The Canadian government has granted approval for Glencore’s $6.93 billion acquisition of Teck Resources’ steelmaking coal unit under stringent conditions aimed at safeguarding jobs, announced Industry Minister Francois-Philippe Champagne on Thursday.
Glencore, in securing the approval, has committed to maintaining Elk Valley Resources’ Canadian headquarters for a minimum of 10 years. Additionally, a majority of EVR’s directors must be Canadian citizens, and significant employment levels at EVR must be upheld for at least five years, according to the ministry.
Teck Resources, in a separate statement, disclosed its intention to utilize proceeds from the transaction to repurchase up to C$2.75 billion ($2 billion) of its Class B subordinate voting shares. The company also plans to reduce its debt by as much as $2 billion and fund imminent copper growth initiatives.
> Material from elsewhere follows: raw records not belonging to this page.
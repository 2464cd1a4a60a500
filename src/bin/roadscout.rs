use std::path::PathBuf;
use std::sync::Arc;
use std::sync::atomic::{AtomicBool, Ordering};
use std::thread::{self, JoinHandle};

use anyhow::{Context, Result, bail};
use clap::Parser;
use tracing::{info, warn};

use roadscout::integration::{CaptureHub, CsvReportSink, ReplaySource, StatsSnapshot, TrafficPipeline};
use roadscout::{IdentityStore, Settings, VehicleRegistry, aggregation};

#[derive(Parser, Debug)]
#[command(name = "roadscout", about = "Multi-camera vehicle counting from recorded detections")]
struct Args {
    /// Settings file (JSON)
    #[arg(long, default_value = "settings.json")]
    config: PathBuf,
    /// Recorded detections, one camera frame per line (JSON lines)
    #[arg(long, value_name = "PATH")]
    replay: PathBuf,
    /// Overrides `export.report_file`
    #[arg(long, value_name = "PATH")]
    report: Option<PathBuf>,
    /// Overrides `export.identity_file`
    #[arg(long, value_name = "PATH")]
    identities: Option<PathBuf>,
    /// Log a status line every N ticks (0 disables)
    #[arg(long, default_value_t = 50)]
    status_every: u64,
}

fn main() -> Result<()> {
    tracing_subscriber::fmt()
        .with_env_filter(
            tracing_subscriber::EnvFilter::try_from_default_env()
                .unwrap_or_else(|_| tracing_subscriber::EnvFilter::new("roadscout=info")),
        )
        .with_target(false)
        .init();

    let args = Args::parse();
    let settings = Settings::load(&args.config)
        .with_context(|| format!("loading settings from {}", args.config.display()))?;

    let sources = ReplaySource::from_path(&args.replay)
        .with_context(|| format!("reading detections from {}", args.replay.display()))?;
    if sources.is_empty() {
        bail!("{} contains no camera frames", args.replay.display());
    }

    if let Some(params) = settings.external_tracker_params() {
        info!(
            max_age = params.max_age,
            min_hits = params.min_hits,
            iou_threshold = params.iou_threshold,
            "boxes must arrive pre-tracked; external tracker parameters"
        );
    }

    let store = IdentityStore::new(
        args.identities
            .unwrap_or_else(|| settings.export.identity_file.clone()),
    );
    let registry = VehicleRegistry::from_state(store.load());
    info!(tracked = registry.known_count(), "starting with known vehicle ids");

    let mut hub = CaptureHub::new(settings.capture_timeout());
    for (camera, source) in sources {
        hub.spawn(camera, source)
            .with_context(|| format!("starting capture for camera {camera}"))?;
    }

    let report_path = args
        .report
        .unwrap_or_else(|| settings.export.report_file.clone());
    let (snapshots_tx, snapshots_rx) = crossbeam_channel::bounded::<StatsSnapshot>(16);
    let status_every = args.status_every;
    let status = thread::spawn(move || {
        for snapshot in snapshots_rx {
            if status_every > 0 && snapshot.tick % status_every == 0 {
                info!(
                    tick = snapshot.tick,
                    visible = ?snapshot.visible_per_camera,
                    with_direction = snapshot.vehicles_with_direction,
                    known = snapshot.known_vehicles,
                    "status"
                );
            }
        }
    });

    let mut pipeline = TrafficPipeline::new(
        &settings,
        registry,
        CsvReportSink::new(report_path),
        aggregation::unix_now(),
    )
    .with_observer(snapshots_tx);

    let stop = Arc::new(AtomicBool::new(false));
    {
        let stop = Arc::clone(&stop);
        ctrlc::set_handler(move || {
            info!("shutdown requested");
            stop.store(true, Ordering::Relaxed);
        })
        .context("installing the shutdown handler")?;
    }

    let ticks = pipeline.run(&mut hub, settings.frame_interval(), &stop);
    info!(ticks, "processing finished");

    let registry = pipeline.into_registry();
    store.save(registry.state());

    join_status(status);
    Ok(())
}

/// Wait for the status logger. Returns false if it panicked.
fn join_status(handle: JoinHandle<()>) -> bool {
    match handle.join() {
        Ok(()) => true,
        Err(panic) => {
            let reason = panic
                .downcast_ref::<&str>()
                .map(|s| s.to_string())
                .or_else(|| panic.downcast_ref::<String>().cloned())
                .unwrap_or_else(|| "unknown panic".to_string());
            warn!(%reason, "status thread panicked");
            false
        }
    }
}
The transaction, expected to finalize by July 11, marks a strategic move for Glencore, which will acquire a 77% stake in Teck’s metallurgical coal business for $6.9 billion in cash. Japan’s Nippon Steel will hold a 20% interest, building upon its existing 2.5% stake, while South Korea’s POSCO will exchange stakes in two of Teck’s coal operations for a 3% share in Elk Valley Resources.
Minister Champagne emphasized a rigorous approach to future net-benefit reviews for mergers and acquisitions involving critical Canadian companies in the minerals sector. Such transactions, he stated, will only be deemed beneficial under exceptional circumstances going forward.
Glencore CEO Gary Nagle expressed commitment to Canada, citing significant undertakings made to ensure the transaction’s long-term benefits for British Columbia and the country at large.
This approval underscores one of the largest recent transactions in the mining sector, reflecting Glencore’s strategic expansion and the global interest in securing critical mineral resources.